Optionally, the specific location of the left eye region and right eye region is unrestricted, can be according to practical application request It is configured.For example, in the present embodiment, the left eye region may include 51,53,55 and 57 (further referring to Fig. 4) The region that four key points are formed, the right eye region may include four passes 61,63,65 and 67 (further referring to Fig. 4) The region that key point is formed.The left eye coordinates information can be expressed as (x_left, y_left), x_left=(x_51+x_53+ X_55+x_57)/4, y_left=(y_51+y_53+y_55+y_57)/4.The right eye coordinate information can be expressed as (x_ Right, y_right), x_right=(x_61+x_63+x_65+x_67)/4, y_right=(y_61+y_63+y_65+y_ 67)/4.The calculation formula of the tilt angle of face in the facial image can be with are as follows: θ=atan2 (y_right-y_left, x_right-x_left)*180/π。

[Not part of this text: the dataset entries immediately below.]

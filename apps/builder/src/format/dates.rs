use chrono::{DateTime, NaiveDate};

use crate::models::lenient::Scalar;

pub const PRESENT: &str = "Present";
const RANGE_SEPARATOR: &str = " - ";

/// Parses the date shapes the builder stores: `YYYY-MM-DD`, `YYYY-MM`, and
/// RFC 3339 / ISO timestamps (only the calendar date is kept).
pub fn parse_date(raw: &str) -> Option<NaiveDate> {
    let s = raw.trim();
    if s.is_empty() {
        return None;
    }
    if let Ok(date) = NaiveDate::parse_from_str(s, "%Y-%m-%d") {
        return Some(date);
    }
    if let Ok(date) = NaiveDate::parse_from_str(&format!("{s}-01"), "%Y-%m-%d") {
        return Some(date);
    }
    if let Ok(dt) = DateTime::parse_from_rfc3339(s) {
        return Some(dt.date_naive());
    }
    // Zone-less timestamps such as `2022-01-15T00:00:00.000`
    match (s.get(..10), s.as_bytes().get(10)) {
        (Some(day), Some(b'T')) => NaiveDate::parse_from_str(day, "%Y-%m-%d").ok(),
        _ => None,
    }
}

/// `2022-01-15` → `Jan 2022`. Unparseable input passes through trimmed.
pub fn month_year(raw: &str) -> String {
    match parse_date(raw) {
        Some(date) => date.format("%b %Y").to_string(),
        None => raw.trim().to_string(),
    }
}

/// Joins the formatted start and end of a dated entry with ` - `.
///
/// A set `current` flag replaces the end with `Present`; missing parts are
/// omitted, so a lone start renders without a separator.
pub fn date_range(start: Option<&str>, end: Option<&str>, current: bool) -> String {
    let start = start.map(month_year).filter(|s| !s.is_empty());
    let end = if current {
        Some(PRESENT.to_string())
    } else {
        end.map(month_year).filter(|s| !s.is_empty())
    };
    join_range(start, end)
}

/// Year-only variant used by education entries (`2018 - 2022`, `2021 - Present`).
pub fn year_range(start: Option<&Scalar>, end: Option<&Scalar>, current: bool) -> String {
    let start = start.map(Scalar::to_string).filter(|s| !s.is_empty());
    let end = if current {
        Some(PRESENT.to_string())
    } else {
        end.map(Scalar::to_string).filter(|s| !s.is_empty())
    };
    join_range(start, end)
}

fn join_range(start: Option<String>, end: Option<String>) -> String {
    [start, end]
        .into_iter()
        .flatten()
        .collect::<Vec<_>>()
        .join(RANGE_SEPARATOR)
}

/// `(2, 3)` → `2y 3m`; zero parts are dropped and `None` means nothing to show.
pub fn duration_label(years: Option<&Scalar>, months: Option<&Scalar>) -> Option<String> {
    let whole = |v: Option<&Scalar>| {
        v.and_then(Scalar::as_f64)
            .filter(|n| n.is_finite() && *n >= 1.0)
            .map(|n| n.trunc() as u32)
    };
    let parts: Vec<String> = [
        whole(years).map(|y| format!("{y}y")),
        whole(months).map(|m| format!("{m}m")),
    ]
    .into_iter()
    .flatten()
    .collect();

    if parts.is_empty() {
        None
    } else {
        Some(parts.join(" "))
    }
}

#[cfg(test)]
mod tests {
    use super::*;

    #[test]
    fn test_parse_date_accepts_stored_shapes() {
        let jan = NaiveDate::from_ymd_opt(2022, 1, 1).unwrap();
        assert_eq!(parse_date("2022-01"), Some(jan));
        assert_eq!(parse_date("2022-01-01"), Some(jan));
        assert_eq!(parse_date("2022-01-01T10:00:00Z"), Some(jan));
        assert_eq!(parse_date("2022-01-01T10:00:00.000"), Some(jan));
        assert_eq!(parse_date("last spring"), None);
        assert_eq!(parse_date("  "), None);
    }

    #[test]
    fn test_month_year_passes_through_unparseable() {
        assert_eq!(month_year("2024-03-09"), "Mar 2024");
        assert_eq!(month_year(" Summer 2020 "), "Summer 2020");
    }

    #[test]
    fn test_date_range_closed() {
        assert_eq!(
            date_range(Some("2022-01"), Some("2024-03"), false),
            "Jan 2022 - Mar 2024"
        );
    }

    #[test]
    fn test_date_range_current_ignores_end() {
        assert_eq!(
            date_range(Some("2022-01"), Some("2024-03"), true),
            "Jan 2022 - Present"
        );
    }

    #[test]
    fn test_date_range_missing_parts_omitted() {
        assert_eq!(date_range(Some("2022-01"), None, false), "Jan 2022");
        assert_eq!(date_range(None, Some("2024-03"), false), "Mar 2024");
        assert_eq!(date_range(None, None, false), "");
        assert_eq!(date_range(None, None, true), "Present");
    }

    #[test]
    fn test_year_range() {
        let start = Scalar::from(2018);
        let end = Scalar::from("2022");
        assert_eq!(year_range(Some(&start), Some(&end), false), "2018 - 2022");
        assert_eq!(year_range(Some(&start), None, true), "2018 - Present");
    }

    #[test]
    fn test_duration_label() {
        let two = Scalar::from(2);
        let three = Scalar::from("3");
        let zero = Scalar::from(0);
        assert_eq!(
            duration_label(Some(&two), Some(&three)).as_deref(),
            Some("2y 3m")
        );
        assert_eq!(duration_label(Some(&zero), Some(&three)).as_deref(), Some("3m"));
        assert_eq!(duration_label(None, Some(&zero)), None);
    }
}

Wherein, when the tilt angle is not above predetermined angle, it is believed that the face in the facial image does not have There is inclination.According to the difference of required precision, the predetermined angle can take different values.For example, showing what one kind can substitute In example, required precision is high, and the predetermined angle can be 0.
In another example the predetermined angle can be 0.1 °, due to the inclination angle in the example that another kind can substitute Very little is spent, does not influence subsequent segmentation, it is believed that the facial image does not tilt, can be according to the changing coordinates information It is split.
In conjunction with Figure 10, when the tilt angle is more than predetermined angle, described image processing method can also include step S160 carries out rotation processing to the facial image, to obtain being less than in the tilt angle of the face of facial image to be processed The coordinate information of face key point when the predetermined angle.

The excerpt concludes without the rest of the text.